Look through the listing for the string "AlphaSessionEntity" and copy out every line that holds it.
══ Data for review
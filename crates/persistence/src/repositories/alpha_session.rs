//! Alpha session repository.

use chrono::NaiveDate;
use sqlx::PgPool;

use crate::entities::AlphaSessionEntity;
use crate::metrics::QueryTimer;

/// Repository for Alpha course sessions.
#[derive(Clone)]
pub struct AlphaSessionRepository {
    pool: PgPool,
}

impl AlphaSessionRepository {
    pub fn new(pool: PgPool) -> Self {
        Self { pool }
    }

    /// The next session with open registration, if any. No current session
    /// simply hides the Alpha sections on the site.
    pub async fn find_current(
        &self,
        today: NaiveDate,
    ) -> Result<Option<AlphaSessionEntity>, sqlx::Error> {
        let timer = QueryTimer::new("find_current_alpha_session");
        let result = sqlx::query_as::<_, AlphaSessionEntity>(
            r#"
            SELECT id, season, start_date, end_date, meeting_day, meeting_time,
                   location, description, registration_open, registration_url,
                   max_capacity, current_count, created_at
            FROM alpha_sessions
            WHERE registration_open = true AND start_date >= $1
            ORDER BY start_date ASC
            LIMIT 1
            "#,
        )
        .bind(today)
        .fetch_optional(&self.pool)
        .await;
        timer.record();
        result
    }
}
════
### Output of the exercise
use crate::entities::AlphaSessionEntity;
    ) -> Result<Option<AlphaSessionEntity>, sqlx::Error> {
        let result = sqlx::query_as::<_, AlphaSessionEntity>(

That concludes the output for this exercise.